Soham Gupta’s Angst has been described as existing somewhere between fact and fiction. The series of twenty photographs was acquired by the Museum Folkwang in 2019 and featured in a recent exhibition. The images originated as part of a celebrated photobook, Angst, which was shortlisted for the Paris Photo-Aperture Foundation First Photobook Award and the Les Rencontres d’Arles Photo-Text Book Award. The design of the Folkwang exhibition visually poses a series of questions that have long preoccupied historians, theorists, and practitioners of photography: What is the relationship between photography and political subjectivity? How might an ethical relationship between photographer and photographed be defined? Gupta’s glaringly lit nighttime portraits picturing individuals living under the Howrah bridge in his native city, Kolkata, have provoked a variety of critical responses, highlighting a kind of disciplinary angst over the critique of – and the historical relationship between – photography and representation.

Figure 1: Installation view of Soham Gupta, Angst, at the Museum Folkwang, 4 December 2020 – 27 June 2021. Photocredit: Jens Nober/Museum Folkwang.

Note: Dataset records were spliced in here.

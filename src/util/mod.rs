pub mod simd;
mod stats;

pub use stats::Distribution;

pub fn bit_iter(bits: u64) -> BitIter {
    BitIter { bits }
}

#[derive(Copy, Clone, Debug)]
pub struct BitIter {
    bits: u64,
}

impl Iterator for BitIter {
    type Item = usize;

    fn next(&mut self) -> Option<usize> {
        if self.bits == 0 {
            return None;
        }
        let tz = self.bits.trailing_zeros() as usize;
        self.bits &= self.bits - 1;
        Some(tz)
    }

    fn size_hint(&self) -> (usize, Option<usize>) {
        let count = self.bits.count_ones() as usize;
        (count, Some(count))
    }
}

/// Linear RGB color, components nominally in 0-1.
pub type Color = rgb::RGB<f32>;
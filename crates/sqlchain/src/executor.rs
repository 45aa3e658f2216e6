//! Running built statements against a [`Backend`].

use crate::backend::Backend;
use crate::error::{StmtError, StmtResult};
use crate::log::StatementLog;
use crate::statement::StatementBuilder;

/// A statement builder bound to a backend.
///
/// The builder is owned; the backend is borrowed so that any number of
/// statements can share one pool.
///
/// # Example
///
/// ```ignore
/// let pool = sqlchain::create_pool("postgres://localhost/app")?;
///
/// let mut stmt = ExecutingStatement::new(StatementBuilder::new(), &pool);
/// stmt.builder_mut().from("users")?.and_where([("id", eq(1))])?;
/// let rows = stmt.run().await?;
/// ```
#[derive(Debug)]
pub struct ExecutingStatement<'a, B: Backend> {
    builder: StatementBuilder,
    backend: &'a B,
    log: StatementLog,
}

impl<'a, B: Backend> ExecutingStatement<'a, B> {
    pub fn new(builder: StatementBuilder, backend: &'a B) -> Self {
        Self {
            builder,
            backend,
            log: StatementLog::default(),
        }
    }

    /// Override how executed SQL is logged.
    pub fn with_log(mut self, log: StatementLog) -> Self {
        self.log = log;
        self
    }

    pub fn builder(&self) -> &StatementBuilder {
        &self.builder
    }

    pub fn builder_mut(&mut self) -> &mut StatementBuilder {
        &mut self.builder
    }

    pub fn backend(&self) -> &'a B {
        self.backend
    }

    pub fn into_builder(self) -> StatementBuilder {
        self.builder
    }

    /// Build the statement and execute it once.
    ///
    /// Build failures are returned before the backend is contacted. Backend
    /// failures come back as [`StmtError::Backend`] with the original error as
    /// their source. Nothing is retried.
    pub async fn run(&mut self) -> StmtResult<Vec<B::Row>> {
        let sql = self.builder.build()?;
        let kind = self.builder.kind();

        self.log.executing(kind, &sql);
        match self.backend.execute(&sql).await {
            Ok(rows) => Ok(rows),
            Err(err) => {
                self.log.failed(kind, &sql, &err);
                Err(StmtError::backend(err))
            }
        }
    }
}
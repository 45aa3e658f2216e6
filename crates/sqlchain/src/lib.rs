//! # sqlchain
//!
//! A fluent SQL statement builder with a pluggable execution backend.
//!
//! - **Chainable**: each call appends to or sets part of one pending statement
//! - **Validated**: table and column names are checked identifiers, values are
//!   rendered with explicit literal quoting, bad input is an `InvalidArgument`
//! - **Backend-agnostic**: execution goes through the [`Backend`] trait;
//!   `tokio_postgres::Client` and `deadpool_postgres::Pool` work out of the box
//! - **Observable**: executed SQL is reported through `tracing`
//!
//! ## Building
//!
//! ```ignore
//! use sqlchain::condition::{eq, gt};
//!
//! let mut stmt = sqlchain::statement();
//! stmt.from("users")?
//!     .and_where([("age", gt(18))])?
//!     .and_where([("status", eq("active"))])?;
//! assert_eq!(
//!     stmt.build()?,
//!     "SELECT * FROM users WHERE age > 18 AND status = 'active'"
//! );
//!
//! let mut ddl = sqlchain::statement();
//! ddl.drop("sessions")?.cascade()?;
//! assert_eq!(ddl.build()?, "DROP TABLE sessions CASCADE");
//! ```
//!
//! ## Executing
//!
//! ```ignore
//! let pool = sqlchain::create_pool("postgres://app@localhost/shop")?;
//!
//! let mut builder = sqlchain::statement();
//! builder.delete("sessions")?.and_where([("expired", eq(true))])?;
//!
//! let rows = ExecutingStatement::new(builder, &pool).run().await?;
//! ```

pub mod backend;
pub mod condition;
pub mod config;
pub mod error;
pub mod executor;
pub mod ident;
pub mod log;
pub mod statement;
pub mod value;

pub use backend::Backend;
pub use condition::{Condition, Op};
pub use config::PoolConfig;
pub use error::{BoxError, StmtError, StmtResult};
pub use executor::ExecutingStatement;
pub use ident::Ident;
pub use log::StatementLog;
pub use statement::{
    BuilderState, DropBehavior, JoinKind, StatementBuilder, StatementKind, statement,
};
pub use value::Value;

#[cfg(feature = "pool")]
pub mod pool;

#[cfg(feature = "pool")]
pub use backend::PoolBackendError;

#[cfg(feature = "pool")]
pub use pool::{create_pool, create_pool_from_config, create_pool_with_config};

Reading through the reviews and press coverage on Gupta’s photobook and photographs from this series, I noticed a common tic in writers conditioned to being critical of images of individuals in marginalized positions: Gupta isn’t a ‘voyeur’ they said, but rather a ‘storyteller.’ The images weren’t simply ‘taken,’ they were ‘staged.’1 These responses contain a readymade caveat to the charge that Gupta’s images of marginalized individuals could be considered exploitative because of the imbalance of power between Gupta’s social position and that of his subjects. Internalizing this critique, responses to Gupta’s work sometimes suggest that the way around this fraught relationship between photographer and photographed is to move away from ‘facts’ entirely, asserting instead the agency of the photographed individual as a willing participant in a theatrical scene. In an essay critical of the series written for the Photo Ethics Centre, Adira Thekkuveettil and Amarnath Praful suggest that Gupta hasn’t been afforded the same critical approach that European or North American photographers have, and that, in the case of Gupta’s Angst, the inequality in power relations between photographer and photographed “[…] is telling on both the artist and us as a society; we are habituated to flitting in and out of the lives of the marginalised, co-opting and scavenging parts of their stories while centring the narratives on ourselves.”2

Both the critique and the praise of Gupta’s work thus rest on the premise of the photographic image as inherently part of a story. The act of turning the figures in the photographs into characters in a narrative is variously politically ennobling or damning depending on your understanding of the photographer in relationship to his subjects. Likewise, words like ‘theatrical’ and ‘dramaturgy’ are used to describe Gupta’s series in order to articulate this relationship. The fact that the individuals pictured are, according to Gupta, playing a part, is acknowledged by some as rescuing a photographic project that otherwise would be exploitative. Other reviewers affirm Gupta’s work based on the proposition that he has conversed at length with these individuals and thereby secured enough of a rapport to represent them humanely and equitably.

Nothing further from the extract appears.